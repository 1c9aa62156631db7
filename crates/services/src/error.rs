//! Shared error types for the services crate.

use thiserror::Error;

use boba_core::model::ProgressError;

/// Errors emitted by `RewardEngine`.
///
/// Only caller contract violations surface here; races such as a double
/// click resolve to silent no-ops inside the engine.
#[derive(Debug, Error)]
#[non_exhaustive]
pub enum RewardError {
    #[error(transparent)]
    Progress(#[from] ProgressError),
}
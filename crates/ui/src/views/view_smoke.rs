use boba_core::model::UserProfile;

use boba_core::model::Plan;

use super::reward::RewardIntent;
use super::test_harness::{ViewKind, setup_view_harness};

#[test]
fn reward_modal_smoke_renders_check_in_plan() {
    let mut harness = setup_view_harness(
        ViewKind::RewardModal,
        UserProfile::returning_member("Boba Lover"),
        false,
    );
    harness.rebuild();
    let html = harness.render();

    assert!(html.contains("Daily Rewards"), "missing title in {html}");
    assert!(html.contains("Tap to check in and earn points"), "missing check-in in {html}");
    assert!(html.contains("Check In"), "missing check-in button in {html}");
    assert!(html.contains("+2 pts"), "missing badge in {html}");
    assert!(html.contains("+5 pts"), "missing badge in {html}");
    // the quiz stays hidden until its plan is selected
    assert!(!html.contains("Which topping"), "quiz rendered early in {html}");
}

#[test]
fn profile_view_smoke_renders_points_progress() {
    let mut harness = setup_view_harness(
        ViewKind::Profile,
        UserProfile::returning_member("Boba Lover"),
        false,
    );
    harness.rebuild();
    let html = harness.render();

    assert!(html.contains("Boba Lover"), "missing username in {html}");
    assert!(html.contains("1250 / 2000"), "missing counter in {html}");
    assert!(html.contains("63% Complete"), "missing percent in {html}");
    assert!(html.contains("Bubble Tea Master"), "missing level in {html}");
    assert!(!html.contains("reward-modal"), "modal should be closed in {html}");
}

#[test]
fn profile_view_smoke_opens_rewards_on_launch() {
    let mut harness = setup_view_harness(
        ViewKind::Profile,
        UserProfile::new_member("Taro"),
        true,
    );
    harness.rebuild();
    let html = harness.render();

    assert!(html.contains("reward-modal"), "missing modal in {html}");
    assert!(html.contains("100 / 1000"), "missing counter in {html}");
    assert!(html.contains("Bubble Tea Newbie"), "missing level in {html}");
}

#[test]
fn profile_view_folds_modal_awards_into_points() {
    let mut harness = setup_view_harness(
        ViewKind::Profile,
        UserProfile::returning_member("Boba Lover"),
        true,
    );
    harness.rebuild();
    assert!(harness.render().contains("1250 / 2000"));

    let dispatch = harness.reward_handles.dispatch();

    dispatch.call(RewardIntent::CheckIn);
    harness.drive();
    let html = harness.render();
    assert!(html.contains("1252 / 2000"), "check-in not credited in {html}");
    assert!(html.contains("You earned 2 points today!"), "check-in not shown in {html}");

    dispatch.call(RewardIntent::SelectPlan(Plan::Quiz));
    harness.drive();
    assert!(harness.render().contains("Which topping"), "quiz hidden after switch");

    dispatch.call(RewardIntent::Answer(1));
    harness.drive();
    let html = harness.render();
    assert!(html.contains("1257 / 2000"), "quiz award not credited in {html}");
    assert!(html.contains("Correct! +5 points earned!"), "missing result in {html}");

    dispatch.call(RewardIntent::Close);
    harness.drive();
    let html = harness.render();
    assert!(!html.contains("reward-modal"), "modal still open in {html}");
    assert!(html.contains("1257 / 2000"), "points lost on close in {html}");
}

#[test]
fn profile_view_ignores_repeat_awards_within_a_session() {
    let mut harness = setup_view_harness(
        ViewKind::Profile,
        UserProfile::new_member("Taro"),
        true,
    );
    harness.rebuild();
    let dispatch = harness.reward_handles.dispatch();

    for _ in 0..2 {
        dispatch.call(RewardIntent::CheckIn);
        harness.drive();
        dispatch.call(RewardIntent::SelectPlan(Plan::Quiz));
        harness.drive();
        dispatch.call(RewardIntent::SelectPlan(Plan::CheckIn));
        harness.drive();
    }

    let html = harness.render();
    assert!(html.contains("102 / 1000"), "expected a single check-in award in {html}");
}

==

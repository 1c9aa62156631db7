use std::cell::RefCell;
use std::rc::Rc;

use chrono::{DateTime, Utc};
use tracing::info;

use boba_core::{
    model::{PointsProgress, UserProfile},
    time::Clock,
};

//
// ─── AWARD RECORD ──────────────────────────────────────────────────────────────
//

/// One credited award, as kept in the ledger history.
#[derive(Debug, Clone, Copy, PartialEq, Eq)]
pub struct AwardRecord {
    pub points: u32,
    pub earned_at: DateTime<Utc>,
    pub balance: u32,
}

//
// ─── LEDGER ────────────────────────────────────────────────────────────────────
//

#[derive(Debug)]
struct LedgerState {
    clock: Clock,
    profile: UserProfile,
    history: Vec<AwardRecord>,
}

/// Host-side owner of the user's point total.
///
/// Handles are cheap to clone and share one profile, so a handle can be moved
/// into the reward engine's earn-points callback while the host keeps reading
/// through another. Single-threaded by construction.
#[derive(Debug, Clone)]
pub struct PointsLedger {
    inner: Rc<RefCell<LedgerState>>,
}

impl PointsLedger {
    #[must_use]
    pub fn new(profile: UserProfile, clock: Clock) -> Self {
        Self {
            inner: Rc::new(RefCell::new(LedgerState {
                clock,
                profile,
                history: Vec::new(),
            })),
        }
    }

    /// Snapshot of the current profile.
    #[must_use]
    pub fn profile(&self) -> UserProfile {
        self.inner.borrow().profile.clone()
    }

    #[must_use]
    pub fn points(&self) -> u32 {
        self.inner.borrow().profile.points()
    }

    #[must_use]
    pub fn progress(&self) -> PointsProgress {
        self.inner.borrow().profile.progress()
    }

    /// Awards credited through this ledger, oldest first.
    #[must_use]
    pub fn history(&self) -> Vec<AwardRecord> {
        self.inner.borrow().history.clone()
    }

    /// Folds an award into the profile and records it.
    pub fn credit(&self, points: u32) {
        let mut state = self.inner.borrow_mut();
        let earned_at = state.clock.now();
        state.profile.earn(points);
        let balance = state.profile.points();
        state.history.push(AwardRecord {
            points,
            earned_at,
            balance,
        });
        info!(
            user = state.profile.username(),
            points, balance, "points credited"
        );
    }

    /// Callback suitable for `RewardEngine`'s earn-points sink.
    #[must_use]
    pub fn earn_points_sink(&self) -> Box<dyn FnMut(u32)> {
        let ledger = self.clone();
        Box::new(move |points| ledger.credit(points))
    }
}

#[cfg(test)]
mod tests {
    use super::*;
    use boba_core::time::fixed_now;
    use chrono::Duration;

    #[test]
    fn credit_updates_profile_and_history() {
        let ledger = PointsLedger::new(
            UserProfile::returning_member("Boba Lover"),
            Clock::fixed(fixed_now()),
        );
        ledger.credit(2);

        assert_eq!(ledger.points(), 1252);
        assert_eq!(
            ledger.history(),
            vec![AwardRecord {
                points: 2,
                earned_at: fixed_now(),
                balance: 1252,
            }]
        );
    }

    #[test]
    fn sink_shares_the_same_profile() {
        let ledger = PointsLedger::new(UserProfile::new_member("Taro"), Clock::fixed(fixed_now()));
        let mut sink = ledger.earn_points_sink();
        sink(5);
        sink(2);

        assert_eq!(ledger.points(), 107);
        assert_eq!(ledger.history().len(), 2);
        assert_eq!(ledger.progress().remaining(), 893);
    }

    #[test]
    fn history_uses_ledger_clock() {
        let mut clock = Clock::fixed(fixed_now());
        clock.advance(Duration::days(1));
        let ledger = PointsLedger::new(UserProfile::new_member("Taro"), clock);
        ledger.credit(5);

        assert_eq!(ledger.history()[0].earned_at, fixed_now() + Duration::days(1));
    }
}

...

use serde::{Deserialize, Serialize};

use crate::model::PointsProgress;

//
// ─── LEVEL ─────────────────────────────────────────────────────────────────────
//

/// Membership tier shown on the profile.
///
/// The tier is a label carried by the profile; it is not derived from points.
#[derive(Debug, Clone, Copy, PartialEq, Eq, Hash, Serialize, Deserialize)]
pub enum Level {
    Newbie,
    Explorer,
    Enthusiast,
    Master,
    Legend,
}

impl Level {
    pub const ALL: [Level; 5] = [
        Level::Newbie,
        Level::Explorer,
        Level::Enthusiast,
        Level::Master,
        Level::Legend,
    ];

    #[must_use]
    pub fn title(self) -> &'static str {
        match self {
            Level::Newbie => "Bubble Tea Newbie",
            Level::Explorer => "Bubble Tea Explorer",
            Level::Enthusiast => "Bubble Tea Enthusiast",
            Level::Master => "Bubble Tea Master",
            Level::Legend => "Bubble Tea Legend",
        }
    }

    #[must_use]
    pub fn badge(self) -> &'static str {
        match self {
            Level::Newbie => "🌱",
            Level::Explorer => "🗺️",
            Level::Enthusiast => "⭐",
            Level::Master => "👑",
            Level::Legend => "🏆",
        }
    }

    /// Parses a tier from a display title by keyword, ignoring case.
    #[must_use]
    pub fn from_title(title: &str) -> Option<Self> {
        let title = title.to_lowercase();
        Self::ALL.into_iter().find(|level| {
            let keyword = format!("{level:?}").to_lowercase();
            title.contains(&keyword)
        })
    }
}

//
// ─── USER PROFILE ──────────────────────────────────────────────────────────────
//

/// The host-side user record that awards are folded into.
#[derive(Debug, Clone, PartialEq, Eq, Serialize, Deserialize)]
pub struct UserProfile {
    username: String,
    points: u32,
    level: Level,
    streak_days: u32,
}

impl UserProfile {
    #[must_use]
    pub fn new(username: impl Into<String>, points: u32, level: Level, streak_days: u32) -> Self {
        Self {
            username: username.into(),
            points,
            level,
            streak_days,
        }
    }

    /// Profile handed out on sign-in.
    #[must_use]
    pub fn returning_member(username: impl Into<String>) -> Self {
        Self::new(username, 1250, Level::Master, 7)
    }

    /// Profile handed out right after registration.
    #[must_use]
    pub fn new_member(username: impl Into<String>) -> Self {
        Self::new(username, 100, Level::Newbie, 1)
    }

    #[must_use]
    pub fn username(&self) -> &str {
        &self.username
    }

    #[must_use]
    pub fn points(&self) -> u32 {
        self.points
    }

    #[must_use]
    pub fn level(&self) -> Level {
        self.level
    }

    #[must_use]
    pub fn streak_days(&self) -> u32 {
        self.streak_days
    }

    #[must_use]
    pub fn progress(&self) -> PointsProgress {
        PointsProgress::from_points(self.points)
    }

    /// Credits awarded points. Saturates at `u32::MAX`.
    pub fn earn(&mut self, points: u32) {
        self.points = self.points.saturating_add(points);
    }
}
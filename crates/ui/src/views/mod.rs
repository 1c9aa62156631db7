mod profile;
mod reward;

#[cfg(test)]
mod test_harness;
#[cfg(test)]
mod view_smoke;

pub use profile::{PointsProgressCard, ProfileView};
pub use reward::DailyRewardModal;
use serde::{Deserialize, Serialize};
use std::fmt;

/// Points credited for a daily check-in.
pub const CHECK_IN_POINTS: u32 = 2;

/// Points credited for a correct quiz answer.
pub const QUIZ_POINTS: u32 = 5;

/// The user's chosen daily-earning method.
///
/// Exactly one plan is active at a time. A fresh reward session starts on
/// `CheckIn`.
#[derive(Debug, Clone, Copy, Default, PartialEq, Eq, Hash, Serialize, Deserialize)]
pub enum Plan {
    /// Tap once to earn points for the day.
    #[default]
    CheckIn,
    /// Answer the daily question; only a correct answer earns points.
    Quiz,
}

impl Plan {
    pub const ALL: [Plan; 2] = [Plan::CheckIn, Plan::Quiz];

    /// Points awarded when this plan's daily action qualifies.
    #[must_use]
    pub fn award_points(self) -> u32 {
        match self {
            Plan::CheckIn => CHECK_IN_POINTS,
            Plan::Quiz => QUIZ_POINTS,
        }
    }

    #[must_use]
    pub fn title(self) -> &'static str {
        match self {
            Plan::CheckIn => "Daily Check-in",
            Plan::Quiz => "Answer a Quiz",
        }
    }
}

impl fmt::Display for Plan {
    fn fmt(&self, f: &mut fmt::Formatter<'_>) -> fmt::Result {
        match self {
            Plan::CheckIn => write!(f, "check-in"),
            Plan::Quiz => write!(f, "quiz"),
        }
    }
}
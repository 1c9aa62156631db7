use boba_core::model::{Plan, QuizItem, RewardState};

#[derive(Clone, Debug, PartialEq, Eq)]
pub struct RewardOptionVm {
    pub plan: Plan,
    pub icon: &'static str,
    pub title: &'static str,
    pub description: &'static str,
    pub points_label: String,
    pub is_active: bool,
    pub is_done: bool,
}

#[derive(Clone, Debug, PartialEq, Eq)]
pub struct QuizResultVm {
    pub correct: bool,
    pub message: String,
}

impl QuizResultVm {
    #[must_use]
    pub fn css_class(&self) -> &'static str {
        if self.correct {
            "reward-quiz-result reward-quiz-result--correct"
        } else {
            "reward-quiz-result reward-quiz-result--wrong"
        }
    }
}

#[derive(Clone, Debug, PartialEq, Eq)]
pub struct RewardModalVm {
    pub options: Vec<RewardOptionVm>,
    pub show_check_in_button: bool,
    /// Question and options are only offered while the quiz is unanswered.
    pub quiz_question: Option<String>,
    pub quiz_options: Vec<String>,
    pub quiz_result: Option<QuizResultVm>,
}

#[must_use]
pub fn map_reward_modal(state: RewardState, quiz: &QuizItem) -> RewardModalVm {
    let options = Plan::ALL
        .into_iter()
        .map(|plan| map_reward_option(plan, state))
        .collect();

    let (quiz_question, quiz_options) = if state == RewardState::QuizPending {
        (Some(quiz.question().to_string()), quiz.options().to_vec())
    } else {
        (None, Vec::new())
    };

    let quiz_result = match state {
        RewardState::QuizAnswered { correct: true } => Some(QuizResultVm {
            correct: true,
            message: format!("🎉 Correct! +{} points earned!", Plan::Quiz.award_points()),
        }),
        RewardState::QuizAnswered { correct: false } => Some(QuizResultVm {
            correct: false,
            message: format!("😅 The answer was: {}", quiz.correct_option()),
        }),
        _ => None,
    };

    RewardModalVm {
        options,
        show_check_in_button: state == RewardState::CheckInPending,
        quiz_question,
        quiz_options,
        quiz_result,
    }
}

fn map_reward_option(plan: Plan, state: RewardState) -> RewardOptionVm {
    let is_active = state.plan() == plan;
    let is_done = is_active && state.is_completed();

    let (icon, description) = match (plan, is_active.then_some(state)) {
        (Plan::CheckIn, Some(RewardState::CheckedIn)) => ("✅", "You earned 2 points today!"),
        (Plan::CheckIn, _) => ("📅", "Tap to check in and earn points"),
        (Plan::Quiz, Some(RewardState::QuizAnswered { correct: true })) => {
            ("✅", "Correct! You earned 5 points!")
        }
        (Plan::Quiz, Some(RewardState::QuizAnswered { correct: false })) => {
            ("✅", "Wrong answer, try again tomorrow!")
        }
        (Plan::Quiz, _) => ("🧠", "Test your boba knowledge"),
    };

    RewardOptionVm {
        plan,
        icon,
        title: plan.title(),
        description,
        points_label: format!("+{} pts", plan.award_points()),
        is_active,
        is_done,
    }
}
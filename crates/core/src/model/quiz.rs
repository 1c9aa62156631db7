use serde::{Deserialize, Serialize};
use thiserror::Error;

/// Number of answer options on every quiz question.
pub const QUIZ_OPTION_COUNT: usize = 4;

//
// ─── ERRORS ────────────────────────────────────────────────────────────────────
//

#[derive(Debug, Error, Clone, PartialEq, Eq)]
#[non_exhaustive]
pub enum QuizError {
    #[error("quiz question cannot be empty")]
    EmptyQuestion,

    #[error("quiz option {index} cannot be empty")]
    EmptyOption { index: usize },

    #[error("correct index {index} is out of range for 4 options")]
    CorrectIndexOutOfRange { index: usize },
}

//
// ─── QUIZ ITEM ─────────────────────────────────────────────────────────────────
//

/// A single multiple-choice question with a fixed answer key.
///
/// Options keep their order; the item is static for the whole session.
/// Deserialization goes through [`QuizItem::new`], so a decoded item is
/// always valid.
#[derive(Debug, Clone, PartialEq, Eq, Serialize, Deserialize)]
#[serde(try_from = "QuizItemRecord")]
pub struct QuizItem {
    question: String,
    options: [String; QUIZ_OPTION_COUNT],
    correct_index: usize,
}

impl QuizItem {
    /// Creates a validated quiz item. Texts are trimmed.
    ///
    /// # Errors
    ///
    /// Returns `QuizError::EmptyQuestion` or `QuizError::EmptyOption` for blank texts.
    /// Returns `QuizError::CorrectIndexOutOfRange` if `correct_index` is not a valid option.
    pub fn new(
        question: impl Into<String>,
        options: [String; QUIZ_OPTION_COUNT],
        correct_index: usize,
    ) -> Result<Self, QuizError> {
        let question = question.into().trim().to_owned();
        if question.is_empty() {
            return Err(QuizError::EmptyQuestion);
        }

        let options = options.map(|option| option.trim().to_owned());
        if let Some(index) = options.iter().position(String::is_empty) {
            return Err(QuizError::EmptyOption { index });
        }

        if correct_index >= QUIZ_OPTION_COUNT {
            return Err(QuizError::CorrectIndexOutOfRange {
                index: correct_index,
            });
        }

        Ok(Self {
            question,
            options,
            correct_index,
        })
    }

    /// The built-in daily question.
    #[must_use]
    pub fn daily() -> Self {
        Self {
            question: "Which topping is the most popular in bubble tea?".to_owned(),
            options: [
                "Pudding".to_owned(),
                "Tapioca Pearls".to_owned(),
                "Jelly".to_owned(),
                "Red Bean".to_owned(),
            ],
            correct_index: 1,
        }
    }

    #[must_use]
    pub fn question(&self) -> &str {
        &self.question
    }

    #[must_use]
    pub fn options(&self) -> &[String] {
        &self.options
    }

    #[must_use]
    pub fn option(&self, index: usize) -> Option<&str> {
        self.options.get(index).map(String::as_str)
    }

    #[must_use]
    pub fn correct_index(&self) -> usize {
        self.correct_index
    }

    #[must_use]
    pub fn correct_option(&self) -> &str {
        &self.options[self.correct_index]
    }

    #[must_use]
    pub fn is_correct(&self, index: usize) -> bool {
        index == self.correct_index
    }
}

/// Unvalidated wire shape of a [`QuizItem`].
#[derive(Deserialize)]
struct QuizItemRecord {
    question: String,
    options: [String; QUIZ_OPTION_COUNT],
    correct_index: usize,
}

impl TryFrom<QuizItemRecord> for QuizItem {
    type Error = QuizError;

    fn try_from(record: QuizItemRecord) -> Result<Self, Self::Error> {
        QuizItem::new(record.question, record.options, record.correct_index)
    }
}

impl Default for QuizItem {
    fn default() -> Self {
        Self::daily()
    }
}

What to produce:
From the records above, show each line that contains the word "topping".

Exercise answer:
    assert!(!html.contains("Which topping"), "quiz rendered early in {html}");
    assert!(harness.render().contains("Which topping"), "quiz hidden after switch");
            question: "Which topping is the most popular in bubble tea?".to_owned(),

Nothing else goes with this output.